Claire Berjot : Alors, c’était pas lié à la thérapie de couple à l’époque. En fait, moi, j’ai fait un master en psychologie transpersonnelle. Je vivais aux États-Unis à l’époque. Je suis venue à la psychologie de manière un petit peu détournée à travers les psychédéliques et notamment un intérêt, un très grand intérêt pour la thérapie assistée de psychédéliques.

Clémentine Sarlat : Qu’on fait pas trop en France, non?

Claire Berjot : En France, non, malheureusement.

Clémentine Sarlat : On est interdit ou?

Claire Berjot : Alors, c’est complètement illégal en France. Il y a des débuts d’essais cliniques qui se remettent en cours en ce moment, donc ça, c’est quand même une bonne nouvelle. Mais les essais cliniques sont en cours depuis longtemps aux États-Unis. La légalisation, et dans certains États, il y a déjà des avancées, notamment par rapport à la psilocybine, la kétamine aussi. La MDMA n’est pas très loin. La MDMA est très intéressante pour la thérapie de couple en particulier. Et donc moi, j’avais choisi de faire un master en psychologie transpersonnelle, avec cet intérêt pour la thérapie assistée de psychédéliques. Et il se trouve que cette université bouddhiste proposait ce cursus-là.

Clémentine Sarlat : D’accord.

Claire Berjot : Voilà.

Clémentine Sarlat : Et donc tu y as appris la pleine conscience.

Claire Berjot : Et donc j’y ai appris la pleine conscience, exactement.

Clémentine Sarlat : Et est-ce que c’est intéressant, quand on est en couple, de faire de la pleine conscience?

Claire Berjot : Oui, c’est super intéressant.

Clémentine Sarlat : Pourquoi? Vas-y, raconte-nous.

Claire Berjot : Je pense que ce qui est intéressant dans la pleine conscience, au final, c’est de ralentir. À la fois de ralentir et de mettre de l’intentionnalité. Un des grands problèmes pour moi, ce qui fait que les relations de couple sont difficiles, c’est que tout va trop vite quand on est en conflit. On en reparlera peut-être tout à l’heure, mais la pleine conscience permet de ralentir et donc en ralentissant, de nous permettre d’être plus intentionnel, d’être moins dans l’impulsivité qui peut parfois être problématique.

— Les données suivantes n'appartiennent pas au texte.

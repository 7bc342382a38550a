//! The inventory: one record per accepted data file under a root.
//!
//! Candidates come from a [`FileEnumerator`], are filtered by extension and
//! exclusion rules, get their facets from the DRS, and are then stat'ed and
//! opened concurrently on the blocking pool. Per-file failures are recorded
//! as rejections and never abort the scan.

use std::collections::{BTreeMap, BTreeSet};
use std::path::{Path, PathBuf};
use std::sync::Arc;
use std::time::SystemTime;

use chrono::{DateTime, Utc};
use futures::stream::{self, StreamExt};
use serde::Serialize;

use crate::config::RunConfig;
use crate::error::{Error, Result};
use crate::facet::{Drs, FacetMap, TimeDescriptor, extract_facets, read_time_coordinate};
use crate::grouping::FixedVariables;
use crate::reader::{ArrayReader, TimeCoordinate};
use crate::walk::FileEnumerator;

/// One accepted file.
#[derive(Debug, Clone, PartialEq, Serialize)]
pub struct InventoryRecord {
    pub path: PathBuf,
    pub facets: FacetMap,
    pub size: u64,
    pub modified: DateTime<Utc>,
    /// Present for time-varying files read with time enabled
    pub time: Option<TimeCoordinate>,
}

impl InventoryRecord {
    /// A record without time metadata, modified at the epoch.
    pub fn new<P: Into<PathBuf>>(path: P, facets: FacetMap, size: u64) -> Self {
        Self {
            path: path.into(),
            facets,
            size,
            modified: DateTime::<Utc>::from(SystemTime::UNIX_EPOCH),
            time: None,
        }
    }

    #[must_use]
    pub fn with_time(mut self, time: TimeCoordinate) -> Self {
        self.time = Some(time);
        self
    }

    #[must_use]
    pub fn facet(&self, name: &str) -> Option<&str> {
        self.facets.get(name).map(String::as_str)
    }

    /// The file's own time descriptor, if its time axis was read.
    #[must_use]
    pub fn time_descriptor(&self) -> Option<TimeDescriptor> {
        self.time
            .as_ref()
            .map(|t| TimeDescriptor::from_samples(&t.units, t.first, t.second))
    }
}

/// A candidate that did not make it into the inventory.
#[derive(Debug, Clone, PartialEq, Eq, Serialize)]
pub struct Rejection {
    pub path: PathBuf,
    pub kind: &'static str,
    pub reason: String,
}

impl Rejection {
    fn new(path: &Path, error: &Error) -> Self {
        Self {
            path: path.to_path_buf(),
            kind: error.kind(),
            reason: error.to_string(),
        }
    }
}

/// Scan parameters, usually derived from a [`RunConfig`].
#[derive(Debug, Clone)]
pub struct InventoryOptions {
    pub drs: Drs,
    pub extension: String,
    pub fixed: FixedVariables,
    pub exclude: BTreeMap<String, Vec<String>>,
    pub concurrency: usize,
    /// Open time-varying files to read their time axis
    pub read_time: bool,
}

impl InventoryOptions {
    #[must_use]
    pub fn from_config(config: &RunConfig) -> Self {
        Self {
            drs: config.drs.clone(),
            extension: config.extension.clone(),
            fixed: config.fixed(),
            exclude: config.exclude.clone(),
            concurrency: config.concurrency.max(1),
            read_time: true,
        }
    }

    #[must_use]
    pub fn without_time(mut self) -> Self {
        self.read_time = false;
        self
    }

    fn has_extension(&self, path: &Path) -> bool {
        path.extension()
            .and_then(|e| e.to_str())
            .map(|e| e.eq_ignore_ascii_case(&self.extension))
            .unwrap_or(false)
    }

    fn is_excluded(&self, facets: &FacetMap) -> bool {
        self.exclude.iter().any(|(facet, values)| {
            facets
                .get(facet)
                .map(|v| values.contains(v))
                .unwrap_or(false)
        })
    }
}

/// Accepted records sorted by path, plus what was turned away.
#[derive(Debug, Clone, Default, Serialize)]
pub struct Inventory {
    pub root: PathBuf,
    pub records: Vec<InventoryRecord>,
    pub rejected: Vec<Rejection>,
    /// Candidates with the configured extension
    pub scanned: usize,
    /// Candidates dropped by exclusion rules
    pub excluded: usize,
}

impl Inventory {
    #[must_use]
    pub fn len(&self) -> usize {
        self.records.len()
    }

    #[must_use]
    pub fn is_empty(&self) -> bool {
        self.records.is_empty()
    }

    /// Fail when nothing usable was found.
    ///
    /// An empty inventory whose every candidate was rejected for its
    /// directory depth points at the schema, not at the files.
    pub fn ensure_usable(&self) -> Result<()> {
        if !self.records.is_empty() {
            return Ok(());
        }
        let mismatched = self
            .rejected
            .iter()
            .filter(|r| r.kind == "SchemaMismatch")
            .count();
        if mismatched > 0 && mismatched == self.rejected.len() {
            return Err(Error::SchemaMisconfigured {
                root: self.root.clone(),
                rejected: mismatched,
            });
        }
        Err(Error::NoFilesFound {
            root: self.root.clone(),
        })
    }
}

struct Candidate {
    path: PathBuf,
    facets: FacetMap,
    read_time: bool,
}

fn ingest(candidate: Candidate, reader: &dyn ArrayReader) -> Result<InventoryRecord> {
    let meta = std::fs::metadata(&candidate.path)
        .map_err(|e| Error::metadata_read(&candidate.path, e))?;
    let modified = meta
        .modified()
        .map(DateTime::<Utc>::from)
        .map_err(|e| Error::metadata_read(&candidate.path, e))?;
    let time = if candidate.read_time {
        read_time_coordinate(reader, &candidate.path)?
    } else {
        None
    };
    Ok(InventoryRecord {
        path: candidate.path,
        facets: candidate.facets,
        size: meta.len(),
        modified,
        time,
    })
}

/// Build the inventory of `root`.
///
/// Fixed-variable files are never opened. At most `options.concurrency`
/// files are read at once.
pub async fn build_inventory(
    root: &Path,
    enumerator: &dyn FileEnumerator,
    reader: Arc<dyn ArrayReader>,
    options: &InventoryOptions,
) -> Result<Inventory> {
    let mut inventory = Inventory {
        root: root.to_path_buf(),
        ..Inventory::default()
    };

    let mut paths = BTreeSet::new();
    for entry in enumerator.files(root) {
        match entry {
            Ok(path) if options.has_extension(&path) => {
                _ = paths.insert(path);
            }
            Ok(_) => {}
            Err(e) => inventory.rejected.push(Rejection::new(root, &e)),
        }
    }
    inventory.scanned = paths.len();

    let mut candidates = Vec::new();
    for path in paths {
        match extract_facets(&path, root, &options.drs) {
            Ok(facets) if options.is_excluded(&facets) => inventory.excluded += 1,
            Ok(facets) => {
                let read_time = options.read_time && !options.fixed.is_fixed(&facets);
                candidates.push(Candidate {
                    path,
                    facets,
                    read_time,
                });
            }
            Err(e) => {
                let root_str = root.display().to_string();
                let path_str = path.display().to_string();
                diagnostics::log_debug!("Rejected {path} under {root}", path: path_str, root: root_str);
                inventory.rejected.push(Rejection::new(&path, &e));
            }
        }
    }

    let concurrency = options.concurrency.max(1);
    let results: Vec<(PathBuf, Result<InventoryRecord>)> = stream::iter(candidates)
        .map(|candidate| {
            let reader = reader.clone();
            let path = candidate.path.clone();
            async move {
                let result = tokio::task::spawn_blocking(move || ingest(candidate, reader.as_ref()))
                    .await
                    .unwrap_or_else(|e| Err(Error::metadata_read(&path, e)));
                (path, result)
            }
        })
        .buffer_unordered(concurrency)
        .collect()
        .await;

    for (path, result) in results {
        match result {
            Ok(record) => inventory.records.push(record),
            Err(e) => {
                let path_str = path.display().to_string();
                let reason = e.to_string();
                diagnostics::log_warn!("Skipping {path}: {reason}", path: path_str, reason: reason);
                inventory.rejected.push(Rejection::new(&path, &e));
            }
        }
    }

    inventory.records.sort_by(|a, b| a.path.cmp(&b.path));
    inventory.rejected.sort_by(|a, b| a.path.cmp(&b.path));

    let root_str = root.display().to_string();
    diagnostics::log_info!(
        "Inventory of {root}: {accepted} accepted, {rejected} rejected, {excluded} excluded",
        root: root_str,
        accepted: inventory.records.len(),
        rejected: inventory.rejected.len(),
        excluded: inventory.excluded
    );
    Ok(inventory)
}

Clémentine Sarlat : On vit dans une vie à 100 à l’heure.

Claire Berjot : On vit dans une vie à 100 à l’heure.

Clémentine Sarlat : C’est difficile de ralentir. Et d’autant plus, je pense, tu le vois dans ta pratique, quand on est en couple avec des enfants : le temps, c’est quelque chose qui est une ressource très rare.

Claire Berjot : Tout à fait.

Clémentine Sarlat : Et donc, résoudre des conflits avec un minimum de temps, ça demande des compétences qu’on n’a pas en fait.

Claire Berjot : Oui. Et d’ailleurs, je pense que c’est aussi l’une des difficultés d’être en couple avec des jeunes enfants, c’est qu’on a très peu de temps. Et dans ce temps-là, je pense qu’il y a aussi… C’est important de diviser un petit peu en deux types de temps. Il y a le temps de connexion, le temps plus ludique, le temps où on va créer des nouveaux souvenirs ensemble, où on va avoir des expériences ensemble. Et puis, il y a un autre temps dédié aussi à vraiment être dans le : résoudre les conflits, parler des choses qui sont difficiles. Et ça, c’est deux types de temps différents encore dans ce temps minuscule qu’on a déjà.

Clémentine Sarlat : Oui, et il y a certaines personnes dans le couple qui vont choisir les temps où on résout les conflits et d’autres qui veulent aller plus vers le fun. C’est plus complexe. 

Claire Berjot : Ça peut être une complexité.

Clémentine Sarlat : … à trouver ce temps commun. T’as une autre qualification, parce que tu te bases sur, t’en as parlé juste avant, le PACT de Tatkin. Est-ce que tu peux nous expliquer ce que c’est et aussi en quoi ça aide les couples?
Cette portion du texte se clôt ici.